In lupus and arthritis, hydroxychloroquine is safe for the heart


Treatment of patients with rheumatoid arthritis (RA) or systemic lupus erythematosus (SLE) with hydroxychloroquine (HCQ) has not been associated with prolongation of the QTc interval, a researcher reported at the annual virtual meeting of the American College of Rheumatology.

In a multivariate logistic analysis of three cohorts, totaling nearly 700 patients, HCQ use was not a significant predictor of prolonged QTc greater than 440 ms (OR 0.89, 95% CI 0.25-3 , 2) or greater than 500 ms (OR 0.11, 95% CI 0.007 -1.7), according to Elizabeth Park, MD, of Columbia University in New York City.

“Hydroxychloroquine is a key therapy for SLE and is used as monotherapy and combined with other disease-modifying antirheumatic drugs in RA,” he noted at a news conference.

“With long-term use of hydroxychloroquine, however, metabolites of the drug can build up in tissues such as the skin, eyes and heart, with the heart being the most potentially life-threatening concern,” he said.

“Additionally, its use in the treatment of COVID-19 has raised concerns about the possibility of QTc interval prolongation and the development of arrhythmias. In one study, up to 19% of patients demonstrated QT intervals greater than 500 milliseconds and a ratio torsades de pointes, which is a potentially fatal arrhythmia, “he said.

Therefore, to examine the possibility that HCQ, typically considered a very safe treatment in SLE and RA, could have a negative cardiovascular impact on these patients, Park and his colleagues looked at the ECG results of two potential cohorts of RA patients (n = 307) and a retrospective cohort of SLE patients (n = 374), all without clinical cardiovascular disease.

Among the entire study population of 681 patients, 54% were in HCQ and 44% had a QTc greater than 440 ms (mean 437 ms).

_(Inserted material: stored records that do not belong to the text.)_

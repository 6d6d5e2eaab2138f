//! AppState - domain-partitioned in-memory replica
//!
//! # 設計原則
//! - 1 slice = 1 domain; handlers write exactly the slices they own
//! - kanban views are scoped: `kanban` is the active workflow, `kanban_multi`
//!   caches the others and never holds the active one
//! - deletion cascades are explicit methods here, not spread over handlers

use std::collections::HashMap;

use super::kanban::KanbanView;
use super::side_tables::SideTables;
use crate::domain::{
    Agent, AgentProfile, Environment, Executor, GitHubStatus, Message, PendingPermission,
    PrepareProgress, PullRequest, RepoWatch, SessionId, Task, TaskId, TaskPlan, TaskSession,
    Terminal, Turn, TurnId, User, UserSettings, Workflow, WorkflowId, Workspace,
};

#[derive(Debug, Clone, Default, PartialEq)]
pub struct GitHubSlice {
    pub status: Option<GitHubStatus>,
    pub pull_requests: HashMap<TaskId, PullRequest>,
    pub watches: Vec<RepoWatch>,
}

#[derive(Debug, Clone, Default, PartialEq)]
pub struct AppState {
    pub workspaces: Vec<Workspace>,
    pub workflows: Vec<Workflow>,
    pub kanban: KanbanView,
    pub kanban_multi: HashMap<WorkflowId, KanbanView>,

    pub sessions: HashMap<SessionId, TaskSession>,
    pub active_session_id: Option<SessionId>,
    pub session_modes: HashMap<SessionId, String>,
    /// Per-session transcript in arrival order.
    pub messages: HashMap<SessionId, Vec<Message>>,
    pub turns: HashMap<SessionId, Vec<Turn>>,
    pub active_turns: HashMap<SessionId, TurnId>,
    pub permissions: HashMap<SessionId, Vec<PendingPermission>>,
    pub terminals: HashMap<SessionId, Vec<Terminal>>,
    pub prepare: HashMap<SessionId, PrepareProgress>,

    pub agents: Vec<Agent>,
    pub agent_profiles: Vec<AgentProfile>,
    pub executors: Vec<Executor>,
    pub environments: Vec<Environment>,

    pub user: Option<User>,
    pub settings: UserSettings,
    pub github: GitHubSlice,
    pub task_plans: HashMap<TaskId, TaskPlan>,

    pub side: SideTables,
}

/// Replace the element `same` matches, or append.
pub(crate) fn upsert_by<T>(items: &mut Vec<T>, item: T, same: impl Fn(&T, &T) -> bool) {
    match items.iter_mut().find(|existing| same(existing, &item)) {
        Some(existing) => *existing = item,
        None => items.push(item),
    }
}

impl AppState {
    /// The view holding `workflow_id`, active or cached.
    pub fn view_for(&self, workflow_id: &WorkflowId) -> Option<&KanbanView> {
        if self.kanban.is_scoped_to(workflow_id) {
            Some(&self.kanban)
        } else {
            self.kanban_multi.get(workflow_id)
        }
    }

    pub fn view_for_mut(&mut self, workflow_id: &WorkflowId) -> Option<&mut KanbanView> {
        if self.kanban.is_scoped_to(workflow_id) {
            Some(&mut self.kanban)
        } else {
            self.kanban_multi.get_mut(workflow_id)
        }
    }

    pub fn views(&self) -> impl Iterator<Item = &KanbanView> {
        std::iter::once(&self.kanban).chain(self.kanban_multi.values())
    }

    pub fn views_mut(&mut self) -> impl Iterator<Item = &mut KanbanView> {
        std::iter::once(&mut self.kanban).chain(self.kanban_multi.values_mut())
    }

    /// Make `workflow_id` the active view. The previous active view moves into
    /// the cache; a cached view for the target is restored.
    ///
    /// Returns `false` when it already was active.
    pub fn activate_workflow(&mut self, workflow_id: &WorkflowId) -> bool {
        if self.kanban.is_scoped_to(workflow_id) {
            return false;
        }
        let next = self
            .kanban_multi
            .remove(workflow_id)
            .unwrap_or_else(|| KanbanView::scoped(workflow_id.clone()));
        let previous = std::mem::replace(&mut self.kanban, next);
        if let Some(prev_id) = previous.workflow_id.clone() {
            self.kanban_multi.insert(prev_id, previous);
        }
        true
    }

    /// Store a full board snapshot for a workflow, active or not.
    pub fn put_view(&mut self, view: KanbanView) {
        let Some(workflow_id) = view.workflow_id.clone() else {
            return;
        };
        if self.kanban.is_scoped_to(&workflow_id) {
            self.kanban = view;
        } else {
            self.kanban_multi.insert(workflow_id, view);
        }
    }

    pub fn find_task(&self, task_id: &TaskId) -> Option<&Task> {
        self.views().find_map(|v| v.task(task_id))
    }

    pub fn sessions_of_task(&self, task_id: &TaskId) -> Vec<SessionId> {
        let mut ids: Vec<SessionId> = self
            .sessions
            .values()
            .filter(|s| &s.task_id == task_id)
            .map(|s| s.id.clone())
            .collect();
        if let Some(primary) = self.find_task(task_id).and_then(|t| t.primary_session_id.clone())
            && !ids.contains(&primary)
        {
            ids.push(primary);
        }
        ids.sort();
        ids
    }

    /// Remove a session and every table keyed by it.
    pub fn remove_session(&mut self, session_id: &SessionId) -> Option<TaskSession> {
        self.messages.remove(session_id);
        self.turns.remove(session_id);
        self.active_turns.remove(session_id);
        self.permissions.remove(session_id);
        self.terminals.remove(session_id);
        self.prepare.remove(session_id);
        self.session_modes.remove(session_id);
        self.side.purge_session(session_id);
        if self.active_session_id.as_ref() == Some(session_id) {
            self.active_session_id = None;
        }
        self.sessions.remove(session_id)
    }

    /// Remove a task from every view and cascade over the sessions it owned.
    ///
    /// Returns the purged session ids.
    pub fn purge_task(&mut self, task_id: &TaskId) -> Vec<SessionId> {
        let owned = self.sessions_of_task(task_id);
        for session_id in &owned {
            self.remove_session(session_id);
        }
        for view in self.views_mut() {
            view.remove_task(task_id);
        }
        self.task_plans.remove(task_id);
        self.github.pull_requests.remove(task_id);
        self.prepare
            .retain(|_, p| p.task_id.as_ref() != Some(task_id));
        owned
    }

    /// Drop a workflow, its cached view and, if active, the active view.
    /// Its tasks are purged along with their sessions.
    pub fn remove_workflow(&mut self, workflow_id: &WorkflowId) {
        let task_ids: Vec<TaskId> = self
            .view_for(workflow_id)
            .map(|v| v.tasks.iter().map(|t| t.id.clone()).collect())
            .unwrap_or_default();
        for task_id in &task_ids {
            self.purge_task(task_id);
        }
        self.workflows.retain(|w| &w.id != workflow_id);
        self.kanban_multi.remove(workflow_id);
        if self.kanban.is_scoped_to(workflow_id) {
            self.kanban = KanbanView::default();
        }
    }
}
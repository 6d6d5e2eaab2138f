//! HttpApi port - `/api/v1` HTTP surface
//!
//! Serves the hydration snapshot and is the degrade path for actions when the
//! push channel is unavailable.

use serde_json::Value;

use crate::error::SyncError;

#[async_trait::async_trait]
pub trait HttpApi: Send + Sync {
    /// `GET {base}/api/v1/{path}` with query parameters; returns the JSON body.
    async fn get_json(&self, path: &str, query: &[(&str, String)]) -> Result<Value, SyncError>;

    /// `POST {base}/api/v1/actions/{action}` with the action payload.
    async fn post_action(&self, action: &str, payload: Value) -> Result<Value, SyncError>;
}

The SLE and RA cohorts were also considered separately. For the AR cohort, HCQ use was not associated with a prolonged QTc greater than 440 ms (OR 1.1, 95% CI 0.54-2.2) or greater than 500 ms (OR 0.80, 95% CI 0.23-2.8).

In the SLE cohort, the drug was not associated with a prolonged QTc greater than 440 ms (OR 2, 95% CI 0.46-8.8). While nine of the 11 patients with QTc greater than 500 ms were taking HCQ, these numbers were too small to detect significant differences.

“Importantly, QTc greater than 500 ms was not associated with arrhythmias or death,” he said.

Overall, the use of HCQ in combination with other drugs that can prolong QTc has been associated with QTc lengths similar to those of HCQ alone (434 ms, 95% CI 430-439, vs 433 ms, 95% CI 429 -437).

An exception was that, among SLE patients who were on HCQ plus an antipsychotic, the QTc interval was numerically longer than those with HCQ alone (441 ms, 95% CI 428-454, vs 432 ms, 95% CI 428-436).

“Our findings reinforce the fact that hydroxychloroquine remains a safe and effective long-term disease-modifying drug for our patients with rheumatic diseases,” Park said.

It’s also important to recognize that HCQ-treated COVID-19 patients may have been critically ill and that COVID-19 itself can affect the heart, he said. Additionally, many of the patients were also given azithromycin, which is another drug that prolongs the QTc interval, he added.


Parks reported no financial conflicts. Its co-authors reported financial relationships with AbbVie, Bristol Myers Squibb, Eli Lilly, Gilead, and Pfizer.